Такое сильное «расщепление», характерное для ее повседневной жизни, лежало на поверхности. Ее отношения происходили на двух абсолютно независимых уровнях, с двумя совершенно разными наборами потребностей. Это расщепление было важным качеством, которое помогло ей добиться успеха на профессиональном поприще. На работе она была уверенной в себе, независимой и садистичной; там было место для ее жажды мести. Однако при этом она совершенно не осознавала собственных потребностей и страхов и никогда по-настоящему не вовлекалась в отношения. С другой стороны, в близких отношениях она испытывала тревогу и недовольство собой, а также жестко критиковала себя. Она была сильно озабочена собой, порой до одержимости, и демонстрировала потребности, связанные с крайней зависимостью и страхом одиночества. Так она проявляла явную мазохистическую часть себя.
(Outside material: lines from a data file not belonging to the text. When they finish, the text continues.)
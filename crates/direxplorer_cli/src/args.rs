use std::path::PathBuf;

use clap::Parser;

use direxplorer_base::ExplorerResult;
use direxplorer_engine::{ExplorerConfig, load_config, split_patterns};

/// Configuration file picked up from the current directory when `--config` is absent.
pub const DEFAULT_CONFIG_FILE: &str = "direxplorer.toml";

/// Depth-first directory explorer: lists directories and the files matching the given patterns.
#[derive(Debug, Parser)]
#[command(name = "direxplorer", version)]
pub struct Args {
    /// Directory where the search starts [default: .]
    pub path: Option<String>,

    /// File name patterns, comma separated, e.g. "*.h,*.cpp" [default: *.*]
    #[arg(short, long, value_name = "LIST")]
    pub patterns: Vec<String>,

    /// Walk the directory tree recursively
    #[arg(short = 's', long)]
    pub recurse: bool,

    /// Only report directories containing at least one matching file
    #[arg(short = 'e', long)]
    pub hide_empty: bool,

    /// Once the item limit is reached, still show the rest of the current directory
    #[arg(short = 'a', long)]
    pub show_all: bool,

    /// Maximum number of files to show, 0 for no limit
    #[arg(short = 'n', long, value_name = "N")]
    pub max_items: Option<usize>,

    /// TOML configuration file
    #[arg(short, long, value_name = "FILE")]
    pub config: Option<PathBuf>,

    /// Log what the explorer is doing to stderr
    #[arg(short, long)]
    pub verbose: bool,
}

impl Args {
    fn config_path(&self) -> Option<PathBuf> {
        self.config.clone().or_else(|| {
            let default = PathBuf::from(DEFAULT_CONFIG_FILE);
            default.is_file().then_some(default)
        })
    }

    /// Load the configuration file, if any, and layer the command line on top.
    ///
    /// The merged settings are validated, so patterns given with `-p` are checked
    /// before the search starts too.
    pub fn resolve_config(&self) -> ExplorerResult<ExplorerConfig> {
        let base = match self.config_path() {
            Some(path) => load_config(&path)?,
            None => ExplorerConfig::default(),
        };
        let config = self.apply(base);
        config.validate()?;
        Ok(config)
    }

    /// Command line values win; flags can only switch options on.
    pub fn apply(&self, mut config: ExplorerConfig) -> ExplorerConfig {
        if let Some(path) = &self.path {
            config.path = path.clone();
        }
        let patterns: Vec<String> = self
            .patterns
            .iter()
            .flat_map(|list| split_patterns(list))
            .collect();
        if !patterns.is_empty() {
            config.patterns = patterns;
        }
        config.recurse |= self.recurse;
        config.hide_empty_directories |= self.hide_empty;
        config.show_all_in_current_directory |= self.show_all;
        if let Some(max_items) = self.max_items {
            config.max_items = max_items;
        }
        config
    }
}

#[cfg(test)]
mod tests {
    use super::*;
    use direxplorer_base::ErrorKind;

    fn parse(args: &[&str]) -> Args {
        Args::try_parse_from(std::iter::once("direxplorer").chain(args.iter().copied())).unwrap()
    }

    #[test]
    fn test_defaults() {
        let config = parse(&[]).apply(ExplorerConfig::default());
        assert_eq!(config, ExplorerConfig::default());
    }

    #[test]
    fn test_all_options() {
        let config = parse(&[
            "src", "-p", "*.h,*.cpp", "-p", "*.rs", "-s", "-e", "-a", "-n", "10",
        ])
        .apply(ExplorerConfig::default());

        assert_eq!(config.path, "src");
        assert_eq!(config.patterns, ["*.h", "*.cpp", "*.rs"]);
        assert!(config.recurse);
        assert!(config.hide_empty_directories);
        assert!(config.show_all_in_current_directory);
        assert_eq!(config.max_items, 10);
    }

    #[test]
    fn test_command_line_overrides_file() {
        let file = ExplorerConfig {
            path: "from_file".to_string(),
            patterns: vec!["*.md".to_string()],
            recurse: true,
            max_items: 7,
            ..Default::default()
        };
        let config = parse(&["-p", "*.txt", "--max-items", "0"]).apply(file);

        assert_eq!(config.path, "from_file");
        assert_eq!(config.patterns, ["*.txt"]);
        assert!(config.recurse);
        assert_eq!(config.max_items, 0);
    }

    #[test]
    fn test_explicit_config_file() {
        let dir = tempfile::tempdir().unwrap();
        let path = dir.path().join("custom.toml");
        std::fs::write(&path, "patterns = [\"*.rs\"]\nhide_empty_directories = true\n").unwrap();

        let config = parse(&["-c", path.to_str().unwrap(), "-s"])
            .resolve_config()
            .unwrap();
        assert_eq!(config.patterns, ["*.rs"]);
        assert!(config.hide_empty_directories);
        assert!(config.recurse);
    }

    #[test]
    fn test_missing_explicit_config_file_is_an_error() {
        let dir = tempfile::tempdir().unwrap();
        let path = dir.path().join("absent.toml");
        assert!(
            parse(&["--config", path.to_str().unwrap()])
                .resolve_config()
                .is_err()
        );
    }

    #[test]
    fn test_invalid_pattern_rejected_before_search() {
        let dir = tempfile::tempdir().unwrap();
        let path = dir.path().join("custom.toml");
        std::fs::write(&path, "recurse = true\n").unwrap();

        let err = parse(&["-c", path.to_str().unwrap(), "-p", "*.rs,[x"])
            .resolve_config()
            .unwrap_err();
        assert!(matches!(
            err.kind(),
            ErrorKind::InvalidPattern { pattern, .. } if pattern == "[x"
        ));
    }

    #[test]
    fn test_negative_limit_rejected() {
        assert!(Args::try_parse_from(["direxplorer", "-n", "-3"]).is_err());
    }
}
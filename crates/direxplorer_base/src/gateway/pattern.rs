use globset::{GlobBuilder, GlobMatcher};

use crate::error::ErrorKind;
use crate::{ExplorerError, ExplorerResult};

/// The pattern that selects every file, used when no pattern was given.
pub const MATCH_ALL: &str = "*.*";

/// A compiled file name pattern.
///
/// `*.*` and `*` select every name, including names without an extension.
/// Anything else is a glob where `*` does not cross `/`.
#[derive(Debug, Clone)]
pub enum NamePattern {
    Everything,
    Glob(GlobMatcher),
}

impl NamePattern {
    pub fn compile(pattern: &str) -> ExplorerResult<Self> {
        if pattern == MATCH_ALL || pattern == "*" {
            return Ok(NamePattern::Everything);
        }
        let glob = GlobBuilder::new(pattern)
            .literal_separator(true)
            .build()
            .map_err(|e| {
                Box::new(ExplorerError::new(ErrorKind::InvalidPattern {
                    pattern: pattern.to_string(),
                    reason: e.kind().to_string(),
                }))
            })?;
        Ok(NamePattern::Glob(glob.compile_matcher()))
    }

    pub fn is_match(&self, name: &str) -> bool {
        match self {
            NamePattern::Everything => true,
            NamePattern::Glob(matcher) => matcher.is_match(name),
        }
    }
}
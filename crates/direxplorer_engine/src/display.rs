use std::io::Write;
use std::path::Path;

use direxplorer_base::{ExplorerError, ExplorerResult};

use crate::ExplorerHandler;

/// Prints every reported directory and file, one per line.
///
/// ```
/// use std::path::Path;
/// use direxplorer_engine::{DisplayHandler, ExplorerHandler};
///
/// let mut display = DisplayHandler::new(Vec::new());
/// display.on_directory(Path::new("/r")).unwrap();
/// display.on_file(Path::new("/r/a.txt")).unwrap();
/// let text = String::from_utf8(display.into_inner()).unwrap();
/// assert_eq!(text, "  dir--->  /r\n  file-->    /r/a.txt\n");
/// ```
#[derive(Debug)]
pub struct DisplayHandler<W: Write> {
    out: W,
}

impl<W: Write> DisplayHandler<W> {
    pub fn new(out: W) -> Self {
        Self { out }
    }

    pub fn into_inner(self) -> W {
        self.out
    }

    fn write_line(&mut self, prefix: &str, path: &Path) -> ExplorerResult<()> {
        writeln!(self.out, "  {}{}", prefix, path.display())
            .map_err(|e| Box::new(ExplorerError::file_error("<output>", e)))
    }
}

impl<W: Write> ExplorerHandler for DisplayHandler<W> {
    fn on_directory(&mut self, path: &Path) -> ExplorerResult<()> {
        self.write_line("dir--->  ", path)
    }

    fn on_file(&mut self, path: &Path) -> ExplorerResult<()> {
        self.write_line("file-->    ", path)
    }
}
/* 📖 # How does the CLI fit together?

The binary is thin glue: it resolves settings (command line over `direxplorer.toml`),
builds a TraversalPolicy, and runs the engine over the real file system with a
DisplayHandler printing to stdout. Logs go to stderr, quiet unless `--verbose`
or RUST_LOG asks for more.

Exit codes:
- 0: Success (the search ran to completion or stopped at the item limit)
- 1: Error (bad configuration, unreadable directory, invalid pattern)
*/

mod args;

use std::io::{self, Write};
use std::path::Path;
use std::process;

use clap::Parser;
use tracing::{debug, info};

use direxplorer_base::tracing::init_tracing;
use direxplorer_base::{ExplorerError, ExplorerResult, GatewayHandle, RealGateway};
use direxplorer_engine::{DisplayHandler, TraversalEngine};

use crate::args::Args;

fn main() {
    let args = Args::parse();

    if let Err(e) = init_tracing(if args.verbose { "debug" } else { "warn" }) {
        eprintln!("Error: {}", e);
        process::exit(1);
    }

    if let Err(e) = run(&args) {
        report_error(&e, &mut io::stderr());
        process::exit(1);
    }
}

/// Print the failure once for the user; the full error tree only goes to the debug log.
fn report_error(e: &ExplorerError, out: &mut impl Write) {
    debug!("search failed: {:?}", e);
    let _ = writeln!(out, "\nError: {}", e);
}

fn run(args: &Args) -> ExplorerResult<()> {
    let config = args.resolve_config()?;
    info!(
        path = %config.path,
        patterns = ?config.patterns,
        recurse = config.recurse,
        hide_empty = config.hide_empty_directories,
        show_all = config.show_all_in_current_directory,
        max_items = config.max_items,
        "effective settings"
    );

    let mut policy = config.to_policy();
    let engine = TraversalEngine::new(GatewayHandle::new(RealGateway::new()));

    let stdout = io::stdout();
    let mut display = DisplayHandler::new(stdout.lock());
    engine.search(&mut policy, &mut display, Path::new(&config.path))?;

    let mut out = display.into_inner();
    writeln!(out).map_err(output_error)?;
    for line in engine.show_summary(&policy).to_string().lines() {
        writeln!(out, "  {}", line).map_err(output_error)?;
    }
    out.flush().map_err(output_error)?;
    Ok(())
}

fn output_error(e: io::Error) -> Box<ExplorerError> {
    Box::new(ExplorerError::file_error("<stdout>", e))
}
Может возникнуть вопрос о ранних годах ее жизни. Мать бросила ее, когда пациентке было всего одиннадцать месяцев. Ее первое воспоминание — как отец обвиняет ее в уходе матери из дома. Из-за того, что она была девочкой, она всегда чувствовала себя униженной, незначительной и никому не нужной. Остается лишь догадываться о том, что произошло с ее матерью, когда она сама появилась на свет, и что могло заставить ее уйти из дома вскоре после рождения дочери. Когда моей пациентке едва исполнилось четыре года, ее изнасиловал один из родственников. Ей было очень больно, она была сильно дезориентирована и не понимала, что вообще происходит. Она разрыдалась и решилась рассказать все отцу. Он злобно («обоснованно», в соответствии с его представлениями) отреагировал на это, вступив с ней в инцестуозные отношения, длившиеся много лет. И действительно, если она в ответе за то, что мать ушла из дома, то почему бы не использовать ее как заместительницу матери? Это положило начало многочисленным случаям инцестуозных отношений: каждый мужчина-родственник, к которому она обращалась со своими проблемами, оказывался очередным сексуальным насильником.